Question de M. LE CAM Gérard (Côtes-d'Armor - CRC) publiée le 14/06/2001

M. Gérard Le Cam attire l'attention de M. le ministre de l'agriculture et de la pêche sur le projet de taxation des semences fermières. Il se demande si cette redevance a priori destinée à financer la recherche ne permet pas de manière détournée de renforcer le pouvoir des groupes semenciers mondiaux et souligne le manque de transparence sur le type de recherche qui sera effectué et qui pourrait s'inscrire en continuité avec le modèle productiviste européen (course aux rendements). Il s'inquiète en second lieu des pressions qu'exercent aujourd'hui ces derniers sur les agriculteurs qui produisent des semences fermières pour leur propre expoitation. Face au dévelopement des biotechnologies et des pratiques de sélection de nouvelles variétés, il paraît évident que les semenciers cherchent à obtenir le monopole de la reproduction des graines.
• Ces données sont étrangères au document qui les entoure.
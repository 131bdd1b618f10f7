use may_minihttp::{HttpService, Request, Response};
use serde_json::json;
use std::io;
use std::sync::Arc;
use tracing::warn;

use super::request::parse_request;
use super::response::{write_json_error, write_output};
use crate::dispatcher::Dispatcher;

/// `may_minihttp` service serving a [`Dispatcher`].
///
/// One clone runs per connection; they all share the dispatcher, and through
/// it the router.
#[derive(Clone)]
pub struct AppService {
    pub dispatcher: Arc<Dispatcher>,
    health_path: Option<&'static str>,
}

impl AppService {
    /// Serve `dispatcher`, answering `GET /health` before routing.
    #[must_use]
    pub fn new(dispatcher: Arc<Dispatcher>) -> Self {
        Self {
            dispatcher,
            health_path: Some("/health"),
        }
    }

    /// Leave every path, `/health` included, to the router.
    #[must_use]
    pub fn without_health(mut self) -> Self {
        self.health_path = None;
        self
    }
}

/// Basic health check endpoint returning `{ "status": "ok" }`.
pub fn health_endpoint(res: &mut Response) -> io::Result<()> {
    res.status_code(200, "OK");
    res.header("Content-Type: application/json");
    res.body_vec(json!({ "status": "ok" }).to_string().into_bytes());
    Ok(())
}

impl HttpService for AppService {
    fn call(&mut self, req: Request, res: &mut Response) -> io::Result<()> {
        if let Some(health) = self.health_path {
            if req.method() == "GET" && req.path() == health {
                return health_endpoint(res);
            }
        }

        let method = req.method().to_string();
        let mut ctx = match parse_request(req) {
            Ok(ctx) => ctx,
            Err(e) => {
                warn!(method = %method, error = %e, "Rejected request with invalid method");
                write_json_error(
                    res,
                    400,
                    &json!({ "error": "Bad Request", "method": method }),
                );
                return Ok(());
            }
        };

        self.dispatcher.dispatch(&mut ctx);
        write_output(res, &ctx.output);
        Ok(())
    }
}
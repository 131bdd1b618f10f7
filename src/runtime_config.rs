//! # Runtime Configuration
//!
//! Environment-based configuration for the coroutine runtime and server.
//!
//! ## `NSR_STACK_SIZE`
//!
//! Stack size for connection coroutines. Decimal (`16384`) or hexadecimal
//! (`0x4000`). Default `0x4000` (16 KB). Handlers run on these stacks, so
//! deep call chains need more.
//!
//! ## `NSR_ADDR`
//!
//! Listen address for `nsrouter serve`. Default `0.0.0.0:8080`.

use std::env;

/// Default coroutine stack size (16 KB).
pub const DEFAULT_STACK_SIZE: usize = 0x4000;

/// Default listen address.
pub const DEFAULT_ADDR: &str = "0.0.0.0:8080";

/// Runtime configuration loaded from environment variables.
#[derive(Debug, Clone, PartialEq, Eq)]
pub struct RuntimeConfig {
    /// Stack size for coroutines in bytes
    pub stack_size: usize,
    /// Listen address
    pub addr: String,
}

impl Default for RuntimeConfig {
    fn default() -> Self {
        Self {
            stack_size: DEFAULT_STACK_SIZE,
            addr: DEFAULT_ADDR.to_string(),
        }
    }
}

/// Parse a stack size in decimal or `0x` hex.
#[must_use]
pub fn parse_stack_size(val: &str) -> Option<usize> {
    let val = val.trim();
    match val.strip_prefix("0x").or_else(|| val.strip_prefix("0X")) {
        Some(hex) => usize::from_str_radix(hex, 16).ok(),
        None => val.parse().ok(),
    }
}

impl RuntimeConfig {
    /// Load configuration from environment variables; unparsable values fall
    /// back to the defaults.
    #[must_use]
    pub fn from_env() -> Self {
        Self::from_lookup(|name| env::var(name).ok())
    }

    fn from_lookup(lookup: impl Fn(&str) -> Option<String>) -> Self {
        let defaults = Self::default();
        Self {
            stack_size: lookup("NSR_STACK_SIZE")
                .and_then(|v| parse_stack_size(&v))
                .unwrap_or(defaults.stack_size),
            addr: lookup("NSR_ADDR")
                .filter(|v| !v.trim().is_empty())
                .unwrap_or(defaults.addr),
        }
    }

    /// Apply to the `may` runtime. Call before starting the server.
    pub fn apply(&self) {
        may::config().set_stack_size(self.stack_size);
    }
}

#[cfg(test)]
mod tests {
    use super::*;

    #[test]
    fn test_parse_stack_size() {
        assert_eq!(parse_stack_size("0x8000"), Some(0x8000));
        assert_eq!(parse_stack_size("32768"), Some(32768));
        assert_eq!(parse_stack_size("lots"), None);
    }

    #[test]
    fn test_from_lookup_defaults_and_overrides() {
        let config = RuntimeConfig::from_lookup(|_| None);
        assert_eq!(config, RuntimeConfig::default());

        let config = RuntimeConfig::from_lookup(|name| match name {
            "NSR_STACK_SIZE" => Some("0x10000".to_string()),
            "NSR_ADDR" => Some("127.0.0.1:9000".to_string()),
            _ => None,
        });
        assert_eq!(config.stack_size, 0x10000);
        assert_eq!(config.addr, "127.0.0.1:9000");

        let config = RuntimeConfig::from_lookup(|_| Some("garbage".to_string()));
        assert_eq!(config.stack_size, DEFAULT_STACK_SIZE);
        assert_eq!(config.addr, "garbage");
    }
}
fn main() -> anyhow::Result<()> {
    nsrouter::cli::run_cli()
}
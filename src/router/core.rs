//! Router core: the registry of compiled namespaces.

use http::Method;
use smallvec::SmallVec;
use std::sync::Arc;
use std::time::{Duration, Instant};
use tracing::{debug, info, warn};

use super::route::RouteEntry;
use super::tree::{Gate, Lookup, Tree};
use crate::error::ConfigError;
use crate::filter::FilterEntry;
use crate::namespace::Namespace;

/// Maximum number of path/query parameters before heap allocation.
pub const MAX_INLINE_PARAMS: usize = 8;

/// Parameter storage: names are shared with the route patterns, values are
/// per-request data from the URL.
pub type ParamVec = SmallVec<[(Arc<str>, String); MAX_INLINE_PARAMS]>;

const SLOW_MATCH: Duration = Duration::from_millis(1);

/// One line of the routing table, as reported by [`Router::routes`].
#[derive(Debug, Clone, PartialEq, Eq)]
pub struct RouteSummary {
    pub methods: String,
    pub pattern: String,
    pub action: String,
    pub namespace: String,
    pub conditions: usize,
}

/// Registry of every route and filter added through namespaces.
///
/// A `Router` is mutated only during startup (`add_namespace`). Once handed
/// to a [`Dispatcher`](crate::dispatcher::Dispatcher) it is shared read-only.
#[derive(Debug, Default)]
pub struct Router {
    tree: Tree,
    namespaces: usize,
}

impl Router {
    #[must_use]
    pub fn new() -> Self {
        Self::default()
    }

    /// Compile `ns` (with all nested namespaces) and register it.
    ///
    /// The whole namespace is validated before anything is inserted, so on
    /// error the router is left exactly as it was.
    ///
    /// # Errors
    ///
    /// The first [`ConfigError`] recorded while building the namespace, or
    /// raised while parsing its patterns.
    pub fn add_namespace(&mut self, ns: Namespace) -> Result<(), ConfigError> {
        let compiled = match ns.compile() {
            Ok(compiled) => compiled,
            Err(err) => {
                warn!(error = %err, "Namespace rejected");
                return Err(err);
            }
        };

        let routes: Vec<Arc<RouteEntry>> =
            compiled.routes.into_iter().map(Arc::new).collect();
        if let Err(err) = self.tree.check(&routes) {
            warn!(error = %err, "Namespace rejected");
            return Err(err);
        }

        let prefix = compiled.prefix.clone();
        let route_count = routes.len();
        let filter_count = compiled.filters.len();

        for (scope, filter) in compiled.filters {
            self.tree.attach_filter(&scope, Arc::new(filter));
        }
        let mut summary = Vec::with_capacity(route_count.min(10));
        for entry in routes {
            if summary.len() < 10 {
                summary.push(format!("{} {}", entry.methods, entry.pattern));
            }
            self.tree.insert(entry)?;
        }
        self.namespaces += 1;

        info!(
            namespace = %prefix,
            routes_count = route_count,
            filters_count = filter_count,
            routes_summary = ?summary,
            total_routes = self.tree.len(),
            "Namespace registered"
        );
        Ok(())
    }

    /// Register several namespaces, stopping at the first failure.
    ///
    /// # Errors
    ///
    /// See [`Router::add_namespace`]. Namespaces before the failing one stay
    /// registered.
    pub fn add_namespaces(
        &mut self,
        namespaces: impl IntoIterator<Item = Namespace>,
    ) -> Result<(), ConfigError> {
        for ns in namespaces {
            self.add_namespace(ns)?;
        }
        Ok(())
    }

    /// Number of registered route entries.
    #[must_use]
    pub fn route_count(&self) -> usize {
        self.tree.len()
    }

    /// Number of top-level namespaces registered.
    #[must_use]
    pub fn namespace_count(&self) -> usize {
        self.namespaces
    }

    /// Match a request ignoring conditions and action resolvability.
    #[must_use]
    pub fn route(&self, method: &Method, path: &str) -> Lookup {
        self.route_with(method, path, &mut |_, _| Gate::Open)
    }

    /// Match a request, letting `gate` close candidate entries.
    pub fn route_with(
        &self,
        method: &Method,
        path: &str,
        gate: &mut dyn FnMut(&RouteEntry, &ParamVec) -> Gate,
    ) -> Lookup {
        debug!(method = %method, path = %path, "Route match attempt");

        let match_start = Instant::now();
        let lookup = self.tree.find_with(method, path, gate);
        let match_duration = match_start.elapsed();

        match &lookup {
            Lookup::Matched(m) => {
                if match_duration > SLOW_MATCH {
                    warn!(
                        method = %method,
                        path = %path,
                        route_pattern = %m.entry.pattern,
                        duration_us = match_duration.as_micros(),
                        "Slow route matching detected"
                    );
                } else {
                    debug!(
                        method = %method,
                        path = %path,
                        route_pattern = %m.entry.pattern,
                        action = m.entry.action.kind(),
                        path_params = ?m.params,
                        duration_us = match_duration.as_micros(),
                        "Route matched"
                    );
                }
            }
            Lookup::MethodNotAllowed { allowed } => {
                debug!(
                    method = %method,
                    path = %path,
                    allowed = ?allowed,
                    duration_us = match_duration.as_micros(),
                    "Path matched but method not allowed"
                );
            }
            Lookup::NotFound => {
                debug!(
                    method = %method,
                    path = %path,
                    duration_us = match_duration.as_micros(),
                    "No route matched"
                );
            }
        }
        lookup
    }

    /// Filters attached along the prefix of `path`, root first.
    #[must_use]
    pub fn scope_filters(&self, path: &str) -> Vec<Arc<FilterEntry>> {
        self.tree.scope_filters(path)
    }

    /// The routing table.
    #[must_use]
    pub fn routes(&self) -> Vec<RouteSummary> {
        self.tree
            .entries()
            .iter()
            .map(|entry| RouteSummary {
                methods: entry.methods.to_string(),
                pattern: entry.pattern.to_string(),
                action: describe_action(entry),
                namespace: entry.namespace.to_string(),
                conditions: entry.conditions.len(),
            })
            .collect()
    }

    /// Print all registered routes to stdout.
    pub fn dump_routes(&self) {
        let routes = self.routes();
        println!(
            "[routes] namespaces={} count={}",
            self.namespaces,
            routes.len()
        );
        for r in routes {
            let gated = if r.conditions > 0 { " (conditional)" } else { "" };
            println!("[route] {} {} -> {}{gated}", r.methods, r.pattern, r.action);
        }
    }
}

fn describe_action(entry: &RouteEntry) -> String {
    use super::route::Action;
    match &entry.action {
        Action::Handler(_) => "handler".to_string(),
        Action::Mapping {
            controller,
            mapping,
        } => format!("{} [{mapping}]", controller.name()),
        Action::Auto(controller) => format!("{} [auto]", controller.name()),
    }
}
Par divers moyens, ces derniers tentent depuis une dizaine d'années de soumettre les agriculteurs à une obligation d'achat de leurs semences : à travers, par exemple, des contrats de qualité qui permettent aux agriculteurs d'écouler leur production moyennant l'achat des semences : à travers le développement de la " brevetabilité " qui permet l'appropriation privative de la semence ou encore parce que les semences hybrides ou à base d'OGM (organismes génétiquement modifiés) ne peuvent être reproduites par les agriculteurs eux-mêmes. Ce projet de taxation constitue une étape supplémentaire aboutissant à la disparition des semences de ferme, au demeurant moins coûteuses que les semences hybrides tout en étant de qualité comparable. Seraient en effet taxés par les obtenteurs les agriculteurs qui continueraient à utiliser leur propre semence. Il sait que le ministre s'est inquiété de la domination exercée par les semenciers mondiaux comme il s'est inquiété que l'on puisse découvrir des taux de présence des semences génétiques de 5 à 6 % dans certains pays européens. Au vu des réactions qu'un tel projet suscite dans le monde agricole, en France et dans les autres pays européens (4 500 procès en cours en Allemagne), au vu des incertitudes qui demeurent du point de vue de la santé publique quant aux conséquences de l'utilisation des OGM et hybrides divers, il lui demande quelles mesures il entend prendre pour permettre aux producteurs de semences fermières de pouvoir poursuivre leur activité.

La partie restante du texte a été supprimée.